Tuesday, November 2, 2010

{TWD} Somewhat Peanutty Blondies



I've baked fancy blondies and I've baked plain blondies, but this week's recipe for the Tuesdays with Dorie baking group, the Peanuttiest Blondies, is the first peanut butter blondie recipe I've seen. I was intrigued by the promise of a chewy peanut butter bar with chocolate accents.

n.o.e.'s notes:

- Nicole of Bakeologie chose Peanuttiest Blondies on page 119. Find the recipe on her post.

- I made these according to the recipe with one exception: I left out the chopped peanuts. Additionally, I chose the smooth rather than the crunchy peanut butter option. Thus my blondies were definitely not "peanuttiest" but only "somewhat peanutty."

- For a pan I used a 9" silicone pan which I lined with parchment only on bottom. The blondies released perfectly.

- I found that testing these blondies for done-ness was tricky - but luckily mine turned out to be baked just about right.

the verdict:

The blondies were thick and chewy and just peanutty enough. I loved the bit of chocolate in them; it's such a natural combination with peanut butter. The next time I bake these, if I omit the nuts I would probably increase the salt. That is what my baking buddy Caitlin of the blog Engineerbaker (she's getting married this Saturday!) did with her blondies, and she reports that they were perfect that way.
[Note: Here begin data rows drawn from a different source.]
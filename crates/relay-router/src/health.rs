//! Health evaluation.
//!
//! The probe is binary: DOWN when Redis is unavailable while standby is
//! enabled, when a pool channel has been full past the threshold, or
//! when too many circuit breakers are open. Everything else is UP; the
//! aggregated report carries the per-check detail.

use parking_lot::RwLock;
use std::collections::HashMap;
use std::sync::Arc;
use std::time::{Duration, Instant};
use tracing::{debug, warn};

use crate::warning::WarningStore;
use relay_common::{HealthCheck, HealthReport, HealthStatus, PoolStats};

#[derive(Debug, Clone)]
pub struct HealthConfig {
    /// How long a pool channel may stay full before the probe fails.
    pub pool_full_threshold: Duration,
    /// Open-breaker count above which the probe fails.
    pub breaker_open_threshold: usize,
}

impl Default for HealthConfig {
    fn default() -> Self {
        Self {
            pool_full_threshold: Duration::from_secs(60),
            breaker_open_threshold: 5,
        }
    }
}

pub struct HealthService {
    config: HealthConfig,
    warnings: Arc<WarningStore>,
    standby_enabled: bool,
    /// When each pool's channel first became full.
    full_since: RwLock<HashMap<String, Instant>>,
}

impl HealthService {
    pub fn new(config: HealthConfig, warnings: Arc<WarningStore>, standby_enabled: bool) -> Self {
        Self {
            config,
            warnings,
            standby_enabled,
            full_since: RwLock::new(HashMap::new()),
        }
    }

    /// Evaluate the probe from current snapshots.
    ///
    /// `redis_available` is None when standby is disabled.
    pub fn evaluate(
        &self,
        pool_stats: &[PoolStats],
        open_breakers: usize,
        redis_available: Option<bool>,
    ) -> HealthReport {
        let mut checks = Vec::with_capacity(3);

        // Election backing store.
        let redis_healthy = match (self.standby_enabled, redis_available) {
            (true, Some(false)) => false,
            (true, None) => false,
            _ => true,
        };
        checks.push(HealthCheck {
            name: "election-store".to_string(),
            healthy: redis_healthy,
            detail: if self.standby_enabled {
                Some(format!("redis_available={:?}", redis_available))
            } else {
                Some("standby disabled".to_string())
            },
        });

        // Persistently full pool channels.
        let stuck_pools = self.track_full_pools(pool_stats);
        checks.push(HealthCheck {
            name: "pool-capacity".to_string(),
            healthy: stuck_pools.is_empty(),
            detail: if stuck_pools.is_empty() {
                None
            } else {
                Some(format!("channels full past threshold: {}", stuck_pools.join(", ")))
            },
        });

        // Circuit breaker storm.
        let breakers_healthy = open_breakers <= self.config.breaker_open_threshold;
        checks.push(HealthCheck {
            name: "circuit-breakers".to_string(),
            healthy: breakers_healthy,
            detail: Some(format!(
                "{} open (threshold {})",
                open_breakers, self.config.breaker_open_threshold
            )),
        });

        let status = if checks.iter().all(|c| c.healthy) {
            HealthStatus::Up
        } else {
            HealthStatus::Down
        };

        if status == HealthStatus::Down {
            warn!(checks = ?checks, "Health probe DOWN");
        } else {
            debug!("Health probe UP");
        }

        HealthReport {
            status,
            checks,
            active_warnings: self.warnings.unacknowledged_count() as u32,
            critical_warnings: self.warnings.critical_count() as u32,
        }
    }

    /// Track how long each pool channel has been full; returns the
    /// pools past the threshold.
    fn track_full_pools(&self, pool_stats: &[PoolStats]) -> Vec<String> {
        let mut full_since = self.full_since.write();
        let mut stuck = Vec::new();

        for stat in pool_stats {
            if stat.queue_size >= stat.queue_capacity && stat.queue_capacity > 0 {
                let since = full_since
                    .entry(stat.pool_code.clone())
                    .or_insert_with(Instant::now);
                if since.elapsed() >= self.config.pool_full_threshold {
                    stuck.push(stat.pool_code.clone());
                }
            } else {
                full_since.remove(&stat.pool_code);
            }
        }

        // Forget pools that no longer exist.
        full_since.retain(|code, _| pool_stats.iter().any(|s| &s.pool_code == code));

        stuck
    }
}

#[cfg(test)]
mod tests {
    use super::*;

    fn pool_stat(code: &str, queue_size: u32, capacity: u32) -> PoolStats {
        PoolStats {
            pool_code: code.to_string(),
            concurrency: 4,
            active_workers: 0,
            queue_size,
            queue_capacity: capacity,
            rate_limit_per_minute: None,
            processed: 0,
            succeeded: 0,
            failed: 0,
            rate_limited: 0,
            avg_processing_ms: 0.0,
        }
    }

    fn service(standby_enabled: bool) -> HealthService {
        HealthService::new(
            HealthConfig {
                pool_full_threshold: Duration::from_millis(10),
                breaker_open_threshold: 2,
            },
            Arc::new(WarningStore::default()),
            standby_enabled,
        )
    }

    #[test]
    fn healthy_when_all_checks_pass() {
        let health = service(false);
        let report = health.evaluate(&[pool_stat("P1", 0, 100)], 0, None);
        assert_eq!(report.status, HealthStatus::Up);
    }

    #[test]
    fn down_when_redis_unavailable_with_standby() {
        let health = service(true);
        let report = health.evaluate(&[], 0, Some(false));
        assert_eq!(report.status, HealthStatus::Down);
    }

    #[test]
    fn redis_ignored_when_standby_disabled() {
        let health = service(false);
        let report = health.evaluate(&[], 0, None);
        assert_eq!(report.status, HealthStatus::Up);
    }

    #[test]
    fn down_when_too_many_breakers_open() {
        let health = service(false);
        let report = health.evaluate(&[], 3, None);
        assert_eq!(report.status, HealthStatus::Down);
    }

    #[test]
    fn transiently_full_pool_stays_up() {
        let health = service(false);
        let report = health.evaluate(&[pool_stat("P1", 100, 100)], 0, None);
        assert_eq!(report.status, HealthStatus::Up);
    }

    #[test]
    fn persistently_full_pool_goes_down() {
        let health = service(false);
        let stats = [pool_stat("P1", 100, 100)];

        health.evaluate(&stats, 0, None);
        std::thread::sleep(Duration::from_millis(20));
        let report = health.evaluate(&stats, 0, None);

        assert_eq!(report.status, HealthStatus::Down);
    }

    #[test]
    fn recovered_pool_resets_tracking() {
        let health = service(false);

        health.evaluate(&[pool_stat("P1", 100, 100)], 0, None);
        std::thread::sleep(Duration::from_millis(20));
        // Channel emptied before the second evaluation.
        let report = health.evaluate(&[pool_stat("P1", 0, 100)], 0, None);

        assert_eq!(report.status, HealthStatus::Up);
    }
}
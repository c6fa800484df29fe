use thiserror::Error;

#[derive(Error, Debug)]
pub enum RouterError {
    #[error("Pool error: {0}")]
    Pool(String),

    #[error("Pool not found: {0}")]
    PoolNotFound(String),

    #[error("Pool at capacity: {0}")]
    PoolAtCapacity(String),

    #[error("Queue error: {0}")]
    Queue(#[from] relay_queue::QueueError),

    #[error("Mediation error: {0}")]
    Mediation(String),

    #[error("Configuration error: {0}")]
    Config(String),

    #[error("Topology source error: {0}")]
    TopologySource(String),

    #[error("Shutdown in progress")]
    ShutdownInProgress,

    #[error("HTTP error: {0}")]
    Http(#[from] reqwest::Error),

    #[error("Serialization error: {0}")]
    Serialization(#[from] serde_json::Error),
}
//! Per-message lifecycle.
//!
//! Runs inside a pool worker after admission: circuit gate, rate-limit
//! acquisition, mediation, then finalisation against the source queue.
//! The ack/nack decision is a pure function of the outcome class:
//! Success and ErrorConfig ack, everything else nacks.

use std::time::Instant;
use tokio::sync::watch;
use tracing::{debug, warn};

use crate::counters::PoolCounters;
use crate::limiter::{Acquire, PoolRateLimiter};
use crate::pool::{DispatchJob, PoolContext};
use crate::telemetry;
use relay_common::{MediationOutcome, MediationResult, WarningCategory, WarningSeverity};

fn outcome_label(result: MediationResult) -> &'static str {
    match result {
        MediationResult::Success => "success",
        MediationResult::ErrorConfig => "error_config",
        MediationResult::ErrorProcess => "error_process",
        MediationResult::ErrorServer => "error_server",
        MediationResult::ErrorConnection => "error_connection",
    }
}

/// Process one admitted message to completion.
pub async fn process(
    ctx: &PoolContext,
    limiter: &PoolRateLimiter,
    counters: &PoolCounters,
    pool_code: &str,
    job: DispatchJob,
    shutdown: &watch::Receiver<bool>,
) {
    let DispatchJob { pointer, consumer } = job;
    let message = &pointer.message;
    let target = &message.mediation_target;
    let started = Instant::now();

    let outcome = if !ctx.breakers.allow_request(target) {
        debug!(message_id = %message.id, target = %target, "Circuit open, skipping mediation");
        MediationOutcome::error_connection("circuit open for target")
    } else {
        match limiter.acquire(shutdown).await {
            Acquire::Shutdown => {
                // Shutting down before mediation started: leave the
                // message unacked so the broker redelivers it.
                ctx.in_flight.remove(&message.id);
                return;
            }
            Acquire::GrantedAfterWait => {
                counters.record_rate_limited();
                telemetry::record_rate_limited(pool_code);
                ctx.mediator.mediate(message).await
            }
            Acquire::Granted => ctx.mediator.mediate(message).await,
        }
    };

    let duration = started.elapsed();

    let finalisation = match outcome.result {
        MediationResult::Success => {
            debug!(
                message_id = %message.id,
                duration_ms = duration.as_millis() as u64,
                "Message processed"
            );
            consumer.ack(&pointer.receipt).await
        }
        MediationResult::ErrorConfig => {
            // Acked: retrying a misconfigured target would wedge the
            // queue. The mediator already raised the warning.
            warn!(
                message_id = %message.id,
                target = %target,
                status = ?outcome.status_code,
                detail = ?outcome.detail,
                "Configuration error, acking without retry"
            );
            consumer.ack(&pointer.receipt).await
        }
        MediationResult::ErrorProcess => {
            warn!(
                message_id = %message.id,
                delay_seconds = ?outcome.delay_seconds,
                detail = ?outcome.detail,
                "Processing error, nacking for retry"
            );
            consumer.nack(&pointer.receipt, outcome.delay_seconds).await
        }
        MediationResult::ErrorServer | MediationResult::ErrorConnection => {
            warn!(
                message_id = %message.id,
                target = %target,
                result = ?outcome.result,
                detail = ?outcome.detail,
                "Delivery failed, nacking for retry"
            );
            consumer.nack(&pointer.receipt, None).await
        }
    };

    if let Err(e) = finalisation {
        // Typically an expired receipt after slow processing: the
        // broker will redeliver on its own, so drop silently beyond
        // the warning.
        warn!(
            message_id = %message.id,
            queue = %pointer.source_queue,
            error = %e,
            "Finalisation failed, leaving message to broker redelivery"
        );
        ctx.warnings.add(
            WarningCategory::Processing,
            WarningSeverity::Warn,
            format!(
                "Finalisation failed for message {} on queue {}: {}",
                message.id, pointer.source_queue, e
            ),
            "Lifecycle".to_string(),
        );
    }

    ctx.in_flight.remove(&message.id);
    counters.record_outcome(outcome.result, duration.as_millis() as u64);
    telemetry::record_message_processed(pool_code, outcome_label(outcome.result));
    telemetry::record_mediation_latency(pool_code, duration);
}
I'm glad to add this recipe to my blondie repertory.

18 comments:

Leslie said...

Leaving out the peanuts is a great idea, and they certainly look like they weren't missed. I hate chopping peanuts with a passion, so I'd probably do it your way next time.

Hindy said...

I used hazelnuts in mine and they were very tasty. Yours look great!

Barbara said...

The blondies look great, but I'm still drooling over the praline tart!

Paula said...

I left the peanuts out too but they still seemed plenty peanutty. Yours look very tasty.

Jessica said...

I think leaving out the peanuts is a really great idea, and I might try it if I made these again. Your blondies look seriously tasty, and, as always, your notes are great!

Valerie Harrison (bellini) said...

Any kind of nut could be used (or not) and these would still be tempting.

Jules Someone said...

I liked the peanuts because the crunch was a good counterpoint to the chew. I just love blondies.

Eliana said...

They look awesome Nancy. And you're right - you can't beat chocolate and peanut butter!

Di said...

I left out the peanuts, too, but added PB chips in their place. I like the idea of increasing the salt; I'll have to try that next time.

Unknown said...

Looks like lots of people skipped the peanuts, me included! I used mini pb cups, but if I hadn't I'd have subbed pb chips. I found these lacking a bit in pb flavor, but Shane loved them. Yours look wonderful with the chocolate - glad they were a hit!

Chats the Comfy Cook said...

I would use walnuts or pecans, next time so I understand why so many left out the peanuts.

This is a good recipe and I can see it being a standard in kitchens.

Yours are so attractive.

Becky @ Project Domestication said...

I opted for creamy too. Good note on the salt. I will try that. Perhaps with fleur de sel?

Peggy said...

I left out the peanuts too. Just would have been too much peanut for me. I wish I had added some pecans to mine though. Will next time. Yours look delicious as always!

Nickki said...

They look delicious! I loved this recipe.

Kayte said...

Looks great...I nibbled around the chocolate areas and it tasted great as well...next time I am putting in peanut butter chips for those chocolate ones! Happy to hear you have a new addition to your blondie group...always nice to find a new recipe you like.

Pamela said...

Drooling over those hunks of chocolate in your blondies!

TeaLady said...

These were pretty tasty. Hubs ate most but I did get a bite or two. Will prob make a third time.

mike said...

I went all the way with the peanuts - good but still want to try them sans. Kind of like nuts in brownies (they just don't go together)! Nicely done!